Dr. Lancellotti's field of interest is Mathematical Physics, with special emphasis on non-equilibrium statistical mechanics. Statistical mechanics strives to understand how the properties of macroscopic physical systems arise from the interactions among huge numbers of microscopic entities, such as atoms and molecules. This type of question leads to fascinating and hard mathematical problems. In particular, Dr. Lancellotti has been working on the so-called kinetic theory of plasmas and gravitating systems. These are assemblies of many electrically charged particles (plasmas) or large populations of stars (galaxies, globular clusters) that interact through inverse-square forces (e.g. gravity). Over the years, physicists have assembled a body of beautiful theoretical models, called kinetic equations, that are supposed to describe mathematically the behavior of these systems. However, the current understanding of the solutions to these complicated differential equations is still very limited. Hence the need to apply advanced mathematical methods in order to investigate such solutions and compare them with the the phenomena that are observed in nature. Also, the mathematical analysis is often supplemented by numerical simulations that shed light on the nature of the solutions being investigated.

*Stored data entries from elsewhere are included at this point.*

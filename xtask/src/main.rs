//! # xtask - Автоматизация сборки проекта
//!
//! Команды для проверки воркспейса локально и в CI. См. [`HELP_TEXT`].

use anyhow::{Result, bail};
use xshell::{Shell, cmd};

/// Текст справки для `cargo run -p xtask -- help`.
pub const HELP_TEXT: &str = r#"xtask

Использование:
  cargo run -p xtask -- <команда>

Команды:
  help         Показать это сообщение
  fmt          Запустить rustfmt
  fmt-check    Проверить форматирование (CI)
  clippy       Запустить clippy (воркспейс)
  test         Собрать courier_scan и запустить все тесты, включая e2e
  ci           fmt-check + clippy + test
  demo         Прогнать courier_scan на фикстуре e2e
"#;

fn main() -> Result<()> {
    let cmd = std::env::args().nth(1).unwrap_or_else(|| "help".to_string());
    let sh = Shell::new()?;
    sh.change_dir(project_root());

    match cmd.as_str() {
        "help" | "-h" | "--help" => {
            println!("{HELP_TEXT}");
            Ok(())
        }
        "fmt" => Ok(cmd!(sh, "cargo fmt --all").run()?),
        "fmt-check" => fmt_check(&sh),
        "clippy" => clippy(&sh),
        "test" => test(&sh),
        "ci" => {
            fmt_check(&sh)?;
            clippy(&sh)?;
            test(&sh)
        }
        "demo" => {
            let fixture = "tests/e2e/fixtures/mixed_session.txt";
            Ok(cmd!(sh, "cargo run -q -p scanner-cli -- scan --input {fixture}").run()?)
        }
        other => bail!("Неизвестная команда: {other}\n\nЗапустите: cargo run -p xtask -- help"),
    }
}

fn fmt_check(sh: &Shell) -> Result<()> {
    Ok(cmd!(sh, "cargo fmt --all -- --check").run()?)
}

fn clippy(sh: &Shell) -> Result<()> {
    Ok(cmd!(sh, "cargo clippy --workspace --all-targets -- -D warnings").run()?)
}

/// e2e тесты запускают готовый бинарник, поэтому сначала собираем воркспейс.
fn test(sh: &Shell) -> Result<()> {
    cmd!(sh, "cargo build --workspace").run()?;
    cmd!(sh, "cargo test --workspace").run()?;
    Ok(())
}

/// Корень воркспейса: родитель каталога этого крейта.
fn project_root() -> std::path::PathBuf {
    let manifest = std::path::Path::new(env!("CARGO_MANIFEST_DIR"));
    manifest.parent().unwrap_or(manifest).to_path_buf()
}
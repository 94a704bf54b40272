//! Запись об одном принятом сканировании.

use jiff::civil::Time;

use crate::{
    barcode::{Carrier, classify},
    error::Rejected,
};

/// Формат отметки времени в записи и в CSV.
pub const TIME_FORMAT: &str = "%H:%M:%S";

/// Одно принятое сканирование.
///
/// Создаётся только из успешной классификации, поэтому
/// [`normalized_code`][ScanEvent::normalized_code] никогда не пуст.
///
/// # Пример
///
/// ```
/// use jiff::civil::time;
/// use scanner::{barcode::Carrier, ledger::ScanEvent};
///
/// let event = ScanEvent::scan(" 123456789012 ", Carrier::Sf, time(9, 5, 0, 0)).unwrap();
/// assert_eq!(event.timestamp(), "09:05:00");
/// assert_eq!(event.raw_input(), " 123456789012 ");
/// assert_eq!(event.normalized_code(), "SF123456789012");
/// ```
#[derive(Debug, Clone, PartialEq, Eq)]
pub struct ScanEvent {
    /// Локальное время сканирования, `HH:MM:SS`.
    timestamp: String,
    /// Служба, выбранная в момент сканирования.
    carrier: Carrier,
    /// Строка в том виде, в каком её прислал сканер или ввёл пользователь.
    raw_input: String,
    /// Результат классификации.
    normalized_code: String,
}

impl ScanEvent {
    /// Классифицирует строку и создаёт запись с отметкой времени `at`.
    ///
    /// Возвращает [`Rejected`], если строка не подходит под правило службы.
    pub fn scan(raw_input: &str, carrier: Carrier, at: Time) -> Result<Self, Rejected> {
        let normalized_code = classify(raw_input, carrier)
            .ok_or_else(|| Rejected { carrier, raw_input: raw_input.to_string() })?;

        Ok(Self {
            timestamp: at.strftime(TIME_FORMAT).to_string(),
            carrier,
            raw_input: raw_input.to_string(),
            normalized_code,
        })
    }

    /// Отметка времени `HH:MM:SS`.
    #[must_use]
    pub fn timestamp(&self) -> &str {
        &self.timestamp
    }

    #[must_use]
    pub fn carrier(&self) -> Carrier {
        self.carrier
    }

    #[must_use]
    pub fn raw_input(&self) -> &str {
        &self.raw_input
    }

    #[must_use]
    pub fn normalized_code(&self) -> &str {
        &self.normalized_code
    }

    /// Строка для списка на экране: `[HH:MM:SS] служба: код`.
    #[must_use]
    pub fn display_line(&self) -> String {
        format!("[{}] {}: {}", self.timestamp, self.carrier, self.normalized_code)
    }
}
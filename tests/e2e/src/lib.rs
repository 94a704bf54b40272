//! # e2e-tests - End-to-end тесты CLI инструмента
//!
//! Этот крейт содержит e2e тесты бинарника `courier_scan`.
//!
//! ## Фикстуры
//!
//! Тестовые файлы расположены в `fixtures/`:
//! - `ups_barcodes.txt` — коды UPS, среди них один некорректный
//! - `mixed_session.txt` — сессия с переключением служб и очисткой

use std::path::PathBuf;

/// Получить путь к директории фикстур.
pub fn fixtures_dir() -> PathBuf {
    PathBuf::from(env!("CARGO_MANIFEST_DIR")).join("fixtures")
}

/// Получить путь к фикстуре по имени файла.
pub fn fixture(name: &str) -> PathBuf {
    fixtures_dir().join(name)
}
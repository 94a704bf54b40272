//! Ошибки ядра сканера.
//!
//! Несовпадение штрихкода с правилом — штатный исход и представлено
//! отдельным значением [`Rejected`]. Ошибки экспорта и сохранения
//! собраны в [`ExportError`] и [`PersistError`].

use thiserror::Error;

use crate::barcode::Carrier;

/// Штрихкод не подходит под правило выбранной службы.
#[derive(Debug, Clone, PartialEq, Eq, Error)]
#[error("invalid barcode format for {carrier}: '{raw_input}'")]
pub struct Rejected {
    /// Служба, по правилу которой проверялась строка.
    pub carrier: Carrier,
    /// Исходная строка.
    pub raw_input: String,
}

/// Ошибка сохранения файла внешним получателем.
///
/// Причина передаётся наверх без изменений; повторных попыток ядро не делает.
#[derive(Debug, Clone, PartialEq, Eq, Error)]
#[error("{reason}")]
pub struct PersistError {
    /// Человекочитаемое описание причины.
    pub reason: String,
}

impl PersistError {
    pub fn new(reason: impl Into<String>) -> Self {
        Self { reason: reason.into() }
    }
}

/// Главная ошибка экспорта.
#[derive(Debug, Error)]
pub enum ExportError {
    /// Нет записей для экспорта; файл не создаётся.
    #[error("nothing to export")]
    EmptyDataset,

    /// Ошибка записи строки CSV.
    #[error("CSV error: {0}")]
    Csv(#[from] csv::Error),

    /// Ошибка ввода/вывода.
    #[error("I/O error: {0}")]
    Io(#[from] std::io::Error),

    /// Результат не является корректной UTF-8 строкой.
    #[error("Invalid UTF-8 in export: {0}")]
    InvalidUtf8(#[from] std::string::FromUtf8Error),

    /// Получатель не смог сохранить файл.
    #[error("export failed: {0}")]
    Persist(#[from] PersistError),
}

/// Удобный alias для Result с ExportError.
pub type ExportResult<T> = Result<T, ExportError>;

Among other things, Dr. Lancellotti has published research papers on wave propagation in plasmas and on the dynamics of clusters of stars. He is currently studying the equations that regulate energy dissipation in plasmas and gravitating system (Landau and Lenard-Balescu equations), and also the so-called Kuramoto model, that describes the dynamics of large assemblies of oscillating systems (for example, crickets, heart cells and other biological systems). His research is currently supported by a three-year grant from the National Science Foundation and also by a smaller PSC-CUNY grant, and is conducted in collaboration with other researchers both at the College of Staten Island and at other research institutions.